27 April 2023

23S Week 7 Nature Walk through Mt Auburn Cemetery

—led by Mary Margaret Halsey.

We met inside the gate at 11 am on Thursday 20th April and were fortunate in having perfect day for our walk.

Our first objective was to locate the gravestone of our past president, Elaine Fisher.  This proved somewhat more difficult than expected, but Catherine finally spotted it.
 

In 2014 Elaine had given a focus talk on "What Matters to Me and Why". She showed many of her photographs, including the pair "Crossing the Street / Returning".  She chose the first of these images to engrave on her gravestone.  Elaine has now crossed the street never to return.  She added a haiku by Kobayashi Issa (Issa="a cup of tea") one of "the Great Four" haiku masters in Japan.


            A lovely thing to see:
            through the paper window's hole,
            the Galaxy


Entering the cemetery was like stepping into another world.  As we proceeded MaryMargaret taught us to listen attentively, to be really present.  I heard the sounds of birds I had never heard before.

One of the first things to take my breath away was this magnificent sugar maple with its tasseled flowers blowing in the breeze.
Many of the trees were still bare while others were covered in blossom and yet others had large leaves.


We were immersed in beauty.

MaryMargaret gathered us together to hear the prologue of Peter Wohl's book, Wild Mind, Wild Heart, a piece called "Sacred Scrolls" by Robert NashuWa, a Passamaqouddy Native American spiritual practitioner.

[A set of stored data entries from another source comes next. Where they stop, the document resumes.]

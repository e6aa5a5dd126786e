//! Codec for the `local`/`remote` address files in a keyset directory
//! (spec §6): `"<nbits> <hex_byte>[:<hex_byte>]*\n"`.

use allnet_proto::Address;

use crate::error::StoreError;

pub fn format_address(addr: &Address) -> String {
    let bytes = addr.bytes();
    let nbytes = (addr.nbits() as usize).div_ceil(8).max(1);
    let hex: Vec<String> = bytes[..nbytes].iter().map(|b| format!("{:02x}", b)).collect();
    format!("{} {}\n", addr.nbits(), hex.join(":"))
}

pub fn parse_address(text: &str) -> Result<Address, StoreError> {
    let text = text.trim();
    let (nbits_str, hex_str) = text
        .split_once(' ')
        .ok_or_else(|| StoreError::MalformedAddress)?;
    let nbits: u8 = nbits_str
        .parse()
        .map_err(|_| StoreError::MalformedAddress)?;

    let mut bytes = [0u8; 8];
    for (i, part) in hex_str.split(':').enumerate() {
        if i >= 8 {
            return Err(StoreError::MalformedAddress);
        }
        bytes[i] = u8::from_str_radix(part, 16).map_err(|_| StoreError::MalformedAddress)?;
    }
    Address::new(bytes, nbits).map_err(|_| StoreError::MalformedAddress)
}
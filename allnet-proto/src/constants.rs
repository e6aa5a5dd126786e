//! Flat, derivation-commented constants for wire sizes, in the style of the
//! teacher's `tox-proto::constants` module.

/// Fixed 24-byte header present on every packet with no transport-header
/// extension (spec §6).
pub const HEADER_SIZE: usize = 24;

/// Size of the `mgmt_type` sub-header appended to `ALLNET_TYPE_MGMT`
/// packets.
pub const MGMT_TYPE_SIZE: usize = 1;

/// `header(t)`: header size plus `t` bytes of transport-header extension.
/// No transport extension bits are defined yet in this spec revision, so
/// `t` is always 0, but the macro shape is kept for forward compatibility
/// with spec §4.1's size macros.
pub const fn header_size(t: usize) -> usize {
    HEADER_SIZE + t
}

pub const fn mgmt_header_size(t: usize) -> usize {
    header_size(t) + MGMT_TYPE_SIZE
}

/// Fixed portion of a trace request body (excludes the variable entries
/// vector and the optional public key): `intermediate_replies(1) |
/// num_entries(1) | pubkey_size(2) | trace_id(16)`.
pub const TRACE_REQ_FIXED_SIZE: usize = 1 + 1 + 2 + 16;

/// Size of one trace path entry: `precision(1) | reserved(3) | seconds(8) |
/// seconds_fraction(8) | nbits(1) | hops_seen(1) | reserved(2) |
/// address(8)`.
pub const TRACE_ENTRY_SIZE: usize = 1 + 3 + 8 + 8 + 1 + 1 + 2 + 8;

/// `TRACE_REQ_SIZE(t, n, k)` from spec §4.1: header, mgmt header, fixed
/// trace-request body, `n` entries, and a `k`-byte public key.
pub const fn trace_req_size(t: usize, n: usize, k: usize) -> usize {
    mgmt_header_size(t) + TRACE_REQ_FIXED_SIZE + n * TRACE_ENTRY_SIZE + k
}

/// Beacon body: `receiver_nonce(32) | awake_time_ns(8)`.
pub const BEACON_BODY_SIZE: usize = 32 + 8;

/// Beacon-reply body: beacon body plus `sender_nonce(32)`.
pub const BEACON_REPLY_BODY_SIZE: usize = BEACON_BODY_SIZE + 32;

/// Beacon-grant body: beacon-reply body plus `send_time_ns(8)`.
pub const BEACON_GRANT_BODY_SIZE: usize = BEACON_REPLY_BODY_SIZE + 8;

/// 16-byte opaque identifiers (message id, trace id, nonce halves are
/// 32 bytes each, handled separately).
pub const ID_SIZE: usize = 16;

/// Pipe-message framing header: `magic(1) | length(4) | priority(4)`.
pub const PIPE_HEADER_SIZE: usize = 1 + 4 + 4;

/// Magic byte prefixing every pipe-message header.
pub const PIPE_MAGIC: u8 = 0xa1;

A final jewel in my time at Mt Auburn was to watch a very rare leucistic, pure white, song sparrow hopping from a garden bed to a bare bush and back again. (Unlike albinism, leucism only affects the color of the feathers not other parts of the body.)

Mt Auburn Cemetery is an inspiring place, an escape from all our worries and cares.  As Lindsa described it, it is a bubble, isolated from the rest of the world.